_Listed entries_
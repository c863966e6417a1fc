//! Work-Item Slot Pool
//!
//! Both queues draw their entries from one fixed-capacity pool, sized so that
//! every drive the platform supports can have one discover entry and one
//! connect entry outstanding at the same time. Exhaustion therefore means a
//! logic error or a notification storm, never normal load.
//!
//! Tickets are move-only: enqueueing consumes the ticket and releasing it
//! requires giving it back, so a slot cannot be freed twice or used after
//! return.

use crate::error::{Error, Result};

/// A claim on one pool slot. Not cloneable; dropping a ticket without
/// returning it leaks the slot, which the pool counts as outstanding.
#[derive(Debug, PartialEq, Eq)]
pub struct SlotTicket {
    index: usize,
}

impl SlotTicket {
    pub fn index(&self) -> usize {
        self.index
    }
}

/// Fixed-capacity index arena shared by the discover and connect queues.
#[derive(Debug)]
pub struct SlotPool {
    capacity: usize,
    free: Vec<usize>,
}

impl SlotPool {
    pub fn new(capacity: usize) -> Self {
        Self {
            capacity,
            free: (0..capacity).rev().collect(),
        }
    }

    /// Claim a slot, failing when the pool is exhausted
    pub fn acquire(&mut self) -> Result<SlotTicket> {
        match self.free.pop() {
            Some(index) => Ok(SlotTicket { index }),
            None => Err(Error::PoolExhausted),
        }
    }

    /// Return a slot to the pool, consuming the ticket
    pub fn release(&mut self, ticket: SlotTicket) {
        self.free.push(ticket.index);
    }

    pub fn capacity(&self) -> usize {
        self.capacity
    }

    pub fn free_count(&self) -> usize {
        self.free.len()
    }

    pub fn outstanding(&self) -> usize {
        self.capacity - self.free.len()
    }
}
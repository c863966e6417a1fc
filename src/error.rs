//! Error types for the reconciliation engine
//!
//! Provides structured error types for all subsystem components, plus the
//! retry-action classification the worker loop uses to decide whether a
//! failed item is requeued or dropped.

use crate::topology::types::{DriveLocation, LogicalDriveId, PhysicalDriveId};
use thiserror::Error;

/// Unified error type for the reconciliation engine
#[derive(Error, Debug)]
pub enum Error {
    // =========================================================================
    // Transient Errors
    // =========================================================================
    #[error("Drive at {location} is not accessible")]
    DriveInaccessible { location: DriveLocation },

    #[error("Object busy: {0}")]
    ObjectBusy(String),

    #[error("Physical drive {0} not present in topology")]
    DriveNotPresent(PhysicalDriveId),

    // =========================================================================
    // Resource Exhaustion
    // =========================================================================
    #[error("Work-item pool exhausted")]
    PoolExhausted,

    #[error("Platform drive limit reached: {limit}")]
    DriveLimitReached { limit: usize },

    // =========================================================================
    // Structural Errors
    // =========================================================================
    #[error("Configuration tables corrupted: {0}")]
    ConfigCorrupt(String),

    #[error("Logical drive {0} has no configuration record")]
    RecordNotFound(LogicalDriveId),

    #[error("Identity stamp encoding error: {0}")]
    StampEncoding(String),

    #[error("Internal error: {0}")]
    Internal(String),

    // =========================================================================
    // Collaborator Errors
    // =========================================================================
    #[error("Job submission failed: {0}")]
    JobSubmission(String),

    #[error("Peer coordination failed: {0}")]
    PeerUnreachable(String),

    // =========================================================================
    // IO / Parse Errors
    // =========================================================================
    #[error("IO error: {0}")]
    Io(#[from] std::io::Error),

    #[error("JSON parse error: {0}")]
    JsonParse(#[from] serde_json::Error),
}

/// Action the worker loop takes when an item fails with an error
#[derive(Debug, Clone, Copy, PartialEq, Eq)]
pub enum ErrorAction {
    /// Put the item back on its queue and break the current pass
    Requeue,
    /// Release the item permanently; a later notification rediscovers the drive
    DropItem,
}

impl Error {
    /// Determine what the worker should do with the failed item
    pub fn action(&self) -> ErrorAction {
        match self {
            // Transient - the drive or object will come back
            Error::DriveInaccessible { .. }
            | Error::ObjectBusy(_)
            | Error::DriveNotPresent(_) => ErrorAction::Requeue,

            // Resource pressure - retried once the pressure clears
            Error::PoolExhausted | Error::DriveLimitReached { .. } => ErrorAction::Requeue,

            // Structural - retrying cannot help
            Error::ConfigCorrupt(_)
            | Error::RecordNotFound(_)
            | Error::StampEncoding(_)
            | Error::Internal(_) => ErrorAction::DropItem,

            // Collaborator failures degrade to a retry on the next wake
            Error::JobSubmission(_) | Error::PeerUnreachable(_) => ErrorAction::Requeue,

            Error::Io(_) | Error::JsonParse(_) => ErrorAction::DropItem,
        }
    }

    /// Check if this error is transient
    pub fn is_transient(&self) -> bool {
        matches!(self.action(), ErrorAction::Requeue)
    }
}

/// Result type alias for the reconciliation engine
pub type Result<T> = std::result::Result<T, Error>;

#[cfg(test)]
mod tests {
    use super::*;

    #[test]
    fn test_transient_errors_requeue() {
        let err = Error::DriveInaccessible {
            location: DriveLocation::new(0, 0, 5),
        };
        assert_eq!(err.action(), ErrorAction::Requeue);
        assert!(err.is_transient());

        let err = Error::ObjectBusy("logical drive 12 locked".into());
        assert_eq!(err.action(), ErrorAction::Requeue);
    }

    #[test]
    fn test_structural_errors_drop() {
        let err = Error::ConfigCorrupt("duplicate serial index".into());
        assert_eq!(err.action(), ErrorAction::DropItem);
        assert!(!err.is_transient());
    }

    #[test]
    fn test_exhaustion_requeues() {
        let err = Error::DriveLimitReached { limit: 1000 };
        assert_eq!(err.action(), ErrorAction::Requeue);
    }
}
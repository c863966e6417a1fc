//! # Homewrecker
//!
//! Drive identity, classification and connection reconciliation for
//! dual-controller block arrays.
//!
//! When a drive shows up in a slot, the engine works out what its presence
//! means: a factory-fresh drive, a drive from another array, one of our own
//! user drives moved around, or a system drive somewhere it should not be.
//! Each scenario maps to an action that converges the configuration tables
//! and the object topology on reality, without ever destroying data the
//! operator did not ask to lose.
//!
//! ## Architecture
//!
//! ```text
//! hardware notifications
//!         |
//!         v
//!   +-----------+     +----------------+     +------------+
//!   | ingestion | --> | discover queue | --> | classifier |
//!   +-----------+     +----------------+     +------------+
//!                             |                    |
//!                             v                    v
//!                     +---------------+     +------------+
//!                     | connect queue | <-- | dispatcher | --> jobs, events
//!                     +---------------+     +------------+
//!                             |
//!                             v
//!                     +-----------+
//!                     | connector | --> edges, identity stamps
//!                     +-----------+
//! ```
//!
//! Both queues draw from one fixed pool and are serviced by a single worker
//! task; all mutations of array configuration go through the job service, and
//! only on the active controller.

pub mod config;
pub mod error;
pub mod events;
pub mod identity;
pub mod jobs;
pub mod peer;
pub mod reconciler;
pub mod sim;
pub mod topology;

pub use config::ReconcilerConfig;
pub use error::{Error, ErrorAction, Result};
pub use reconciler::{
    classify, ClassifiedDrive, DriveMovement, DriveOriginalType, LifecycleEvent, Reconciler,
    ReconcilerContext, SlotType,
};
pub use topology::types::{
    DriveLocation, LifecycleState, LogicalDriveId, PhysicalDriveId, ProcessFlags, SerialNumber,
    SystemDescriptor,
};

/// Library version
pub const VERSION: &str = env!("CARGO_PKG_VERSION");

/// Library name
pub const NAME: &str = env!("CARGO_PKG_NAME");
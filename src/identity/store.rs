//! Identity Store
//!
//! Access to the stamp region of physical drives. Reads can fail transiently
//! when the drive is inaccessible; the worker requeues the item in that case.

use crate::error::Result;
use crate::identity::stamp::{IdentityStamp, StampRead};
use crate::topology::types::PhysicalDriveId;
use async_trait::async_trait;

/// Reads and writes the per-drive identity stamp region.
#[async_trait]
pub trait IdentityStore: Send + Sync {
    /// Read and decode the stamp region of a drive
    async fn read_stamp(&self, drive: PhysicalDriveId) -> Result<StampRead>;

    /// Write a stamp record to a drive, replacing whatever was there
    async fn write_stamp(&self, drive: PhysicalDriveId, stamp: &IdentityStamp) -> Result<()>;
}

_The task_
The total of lines in the data that contain "Result" is all you should give.

_Response below_
8